§ **Task details**
Line count for "CmpOp": report how many lines in this material hold that string, with the number alone as the answer.

Start of Block

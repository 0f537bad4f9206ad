use crate::bytecode::op::{BinOp, CmpOp};
use crate::lang::value::Const;

#[derive(Debug, Clone, PartialEq)]
pub enum Expr {
    Literal(Const),
    Name(String),
    Attribute(Box<Expr>, String),
    Subscript(Box<Expr>, Box<Expr>),
    Call {
        func: Box<Expr>,
        args: Vec<Expr>,
        kwargs: Vec<(String, Expr)>,
    },
    Tuple(Vec<Expr>),
    List(Vec<Expr>),
    Dict(Vec<(Expr, Expr)>),
    Negate(Box<Expr>),
    Not(Box<Expr>),
    Binary(BinOp, Box<Expr>, Box<Expr>),
    Compare(CmpOp, Box<Expr>, Box<Expr>),
    IfElse {
        cond: Box<Expr>,
        then: Box<Expr>,
        otherwise: Box<Expr>,
    },
}

/// Left-hand side of an assignment.
#[derive(Debug, Clone, PartialEq)]
pub enum Target {
    Name(String),
    Attribute(Expr, String),
    Subscript(Expr, Expr),
}

#[derive(Debug, Clone, PartialEq)]
pub enum StmtKind {
    Expr(Expr),
    Assign(Target, Expr),
    Delete(String),
    Raise(Expr),
    Pass,
}

#[derive(Debug, Clone, PartialEq)]
pub struct Stmt {
    pub kind: StmtKind,
    /// 1-based source line the statement starts on.
    pub line: u32,
}

impl Stmt {
    pub fn new(kind: StmtKind, line: u32) -> Self {
        Self { kind, line }
    }
}
use crate::bytecode::ir::CodeObject;
use serde::{Deserialize, Serialize};

/// Literal constant carried by a `LoadConst` instruction.
///
/// Constants are the only values that can be baked into a code object; all
/// other values only exist while the interpreter runs.
#[derive(Debug, Clone, PartialEq, Serialize, Deserialize)]
pub enum Const {
    None,

    Bool(bool),

    /// 64-bit signed integer.
    Integer(i64),

    /// 64-bit floating-point number.
    Float(f64),

    /// UTF-8 string value.
    String(String),

    /// Tuple of constants. The empty tuple is how `build_tuple(0)` is spelled.
    Tuple(Vec<Const>),

    /// Nested code object, consumed by `MakeFunction`.
    Code(Box<CodeObject>),
}

impl Const {
    /// Identity used when interning the constant pool.
    ///
    /// Same as `==`, except that floats compare by bit pattern and values of
    /// different variants never match (`1` and `True` get separate slots).
    pub fn same_as(&self, other: &Const) -> bool {
        match (self, other) {
            (Const::None, Const::None) => true,
            (Const::Bool(a), Const::Bool(b)) => a == b,
            (Const::Integer(a), Const::Integer(b)) => a == b,
            (Const::Float(a), Const::Float(b)) => a.to_bits() == b.to_bits(),
            (Const::String(a), Const::String(b)) => a == b,
            (Const::Tuple(a), Const::Tuple(b)) => {
                a.len() == b.len() && a.iter().zip(b).all(|(x, y)| x.same_as(y))
            }
            (Const::Code(a), Const::Code(b)) => a == b,
            _ => false,
        }
    }

    pub fn type_name(&self) -> &'static str {
        match self {
            Const::None => "none",
            Const::Bool(_) => "bool",
            Const::Integer(_) => "int",
            Const::Float(_) => "float",
            Const::String(_) => "str",
            Const::Tuple(_) => "tuple",
            Const::Code(_) => "code",
        }
    }
}

impl std::fmt::Display for Const {
    /// Format a constant the way it would be written in fragment source.
    fn fmt(&self, f: &mut std::fmt::Formatter<'_>) -> std::fmt::Result {
        match self {
            Const::None => write!(f, "None"),
            Const::Bool(true) => write!(f, "True"),
            Const::Bool(false) => write!(f, "False"),
            Const::Integer(n) => write!(f, "{}", n),
            Const::Float(n) => write!(f, "{:?}", n),
            Const::String(s) => write!(f, "{:?}", s),
            Const::Tuple(items) => {
                write!(f, "(")?;
                for (i, item) in items.iter().enumerate() {
                    if i > 0 {
                        write!(f, ", ")?;
                    }
                    write!(f, "{}", item)?;
                }
                if items.len() == 1 {
                    write!(f, ",")?;
                }
                write!(f, ")")
            }
            Const::Code(code) => write!(f, "<code {}>", code.name),
        }
    }
}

End of Block

§ **Task answer**
2